Step 1: The planning stage.
Luckily, CPT Long is a good guy. He likes kids and quickly befriended my son when I brought The Boy to the office. With a tradition of pranks and jokes on and by the fire inspectors in the office, I felt comfortable decorating the shiny car parked out front of the Building Department. But how to do it in a non-destructive manner was the first puzzle.
Here you can see the wide expanse of panel that needs some "sprucing up". A nice little white ladder would be perfect! Conveniently located above is a luggage rack. Could a ladder be tied to this? Maybe two ladders, tied together and strung over the car like saddlebags.

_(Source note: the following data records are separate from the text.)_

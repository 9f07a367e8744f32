//! Tool configuration

use std::path::{Path, PathBuf};

use anyhow::{bail, Context};
use tracing::info;

#[derive(Debug, Clone, Default)]
pub struct Config {
    /// Debug logging
    pub verbose: bool,
    /// Default directory for written files; next to the input when unset
    pub output_dir: Option<PathBuf>,
    /// Replace existing output files
    pub overwrite: bool,
}

impl Config {
    /// Where to write `file_name` produced from `input`
    pub fn output_path(&self, input: &Path, explicit: Option<&Path>, file_name: &str) -> PathBuf {
        if let Some(path) = explicit {
            return path.to_path_buf();
        }
        match &self.output_dir {
            Some(dir) => dir.join(file_name),
            None => input
                .parent()
                .map(|p| p.join(file_name))
                .unwrap_or_else(|| PathBuf::from(file_name)),
        }
    }

    /// Write `bytes` to `path`, honoring the overwrite policy
    pub fn write_output(&self, path: &Path, bytes: &[u8]) -> anyhow::Result<()> {
        if path.exists() && !self.overwrite {
            bail!("{:?} already exists (use --force to overwrite)", path);
        }
        if let Some(parent) = path.parent().filter(|p| !p.as_os_str().is_empty()) {
            std::fs::create_dir_all(parent)
                .with_context(|| format!("Cannot create directory {:?}", parent))?;
        }
        std::fs::write(path, bytes).with_context(|| format!("Cannot write {:?}", path))?;
        info!("Wrote {:?} ({} bytes)", path, bytes.len());
        Ok(())
    }
}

For lettering, a static cling vinyl sign would be just the thing. All I need to do is find a sign maker that can do the work for a nominal fee.
Step 2: Shopping for supplies.
Step 3: Budget trouble.
I was going to have to make the sign myself. I picked up a couple of pieces of red posterboard with the idea that I would use that and more magnets to attach the sign to the car, but I don't hand letter worth a darn. I'll need stencils. And paint. And brushes. The vinyl sign cost is looking more reasonable now.....
I was unable to find stencils in a size and font that seemed appropriate, so I hit the 'nets. Searches for a traditional font used on fire apparatus turned up several suggestions, but they all cost money again. And how would I create a stencil from that anyway? Soon it occured to me that there are a wide variety of fonts in PowerPoint and the WordArt tool would let me configure things just right. I got this flash as my Long-suffering Wife was working on a presentation for her public speaking class. Thanks Honey! But again, how does it get to the signboard? Print it out and piece it together, then go from there.
Again, it's my Long-suffering Wife to the rescue. She pointed out that if I traced the letters with enough pressure, there would be an impression on the cardboard that I could use as a guide. She was right, and it worked like a charm. I used a pen to fill in the impression and then painted the letters with gold paint and outlined them in black. It took about an hour and a half, but I got the first one done and it looked good. The sign for the other side would have to wait until the next night.
Once the paint was dry, a few more magnets were taped to the back to hold the sign to the car. Have you noticed the flaw in my magnetic plan yet?
Step 4: The Accomplice.
A few weeks before the planned execution (of the prank, not me) Bill's HHR stopped showing up at the office when he did. Now, fire fighters are in good shape as a rule, but I don't see him walking or biking to work, especially when his job requires him to travel throughout the city, and usually in his own car. So I needed to make some quiet inquiries. Enter: The Accomplice.
Drew has worked with these guys longer than I so he is the ideal informant. He asked around and found that some bureaucrat had decided that the Fire Inspectors should be driving City vehicles while performing their duties. Makes sense, really. It gives them a bit more credibility when they pull up in an official vehicle instead of the more comfortable pedal-car look-alike. But that's quite a hitch for my plan. I can't go to his house and decorate the car. No one would see it, and I don't know where he lives. Lucky for the plan, the bureaucrat was constrained by a competing City policy. It seems that during Sweeps Week the local Eyewitless News crew had sniffed out abuses by City employees who took City cars home as part of their work. In typical kneejerk political reactionary fashion, the policy was revised to require that anyone assigned a City vehicle would have to leave it at work at the end of the day. No biggie unless you are prone to midnight responses to actions in the field. Editiorializing aside, this is good news for me. Bill has to drive to the fleet garage, pick up a City vehicle, then come across town to the office. I now know where to find the target vehicle.
Step 5: The Execution
There is still one glaring "what if" in this saga. I never thought to check that the panels intended to receive the ladders are actually steel! My god, what if it's all fibeglass or plastic in the area normaly occupied by windows? I have no string to implement the original saddlebag concept, but if we're lucky, we can get some sort of cord from the fire fighters at the scene.
The rain moved off early this morning and the wind has died down so there is no meteorlogical threat to the signs. When we get there, the news is even better - he's parked in plain view of the road! Everyone will see the handiwork! We park, retrieve our materials and get to work. Luckily, the panels are all steel and the ladder magnets stick perfectly. The signs require a bit of finagling to get arranged just right, and while we play with it, one of the fire trucks is brought out of the station for washing. The guys do nothing more than smile and wave, so we know we're in the clear.
Mission accomplished, we head back to the office. Bill has returned for some lunch between jobs and I have to avoid him so I don't tip my hand. Anticlimatic as it is, I won't know his reaction until I see him the next morning. But we have pictures, and they will be "leaked" to the rest of the office.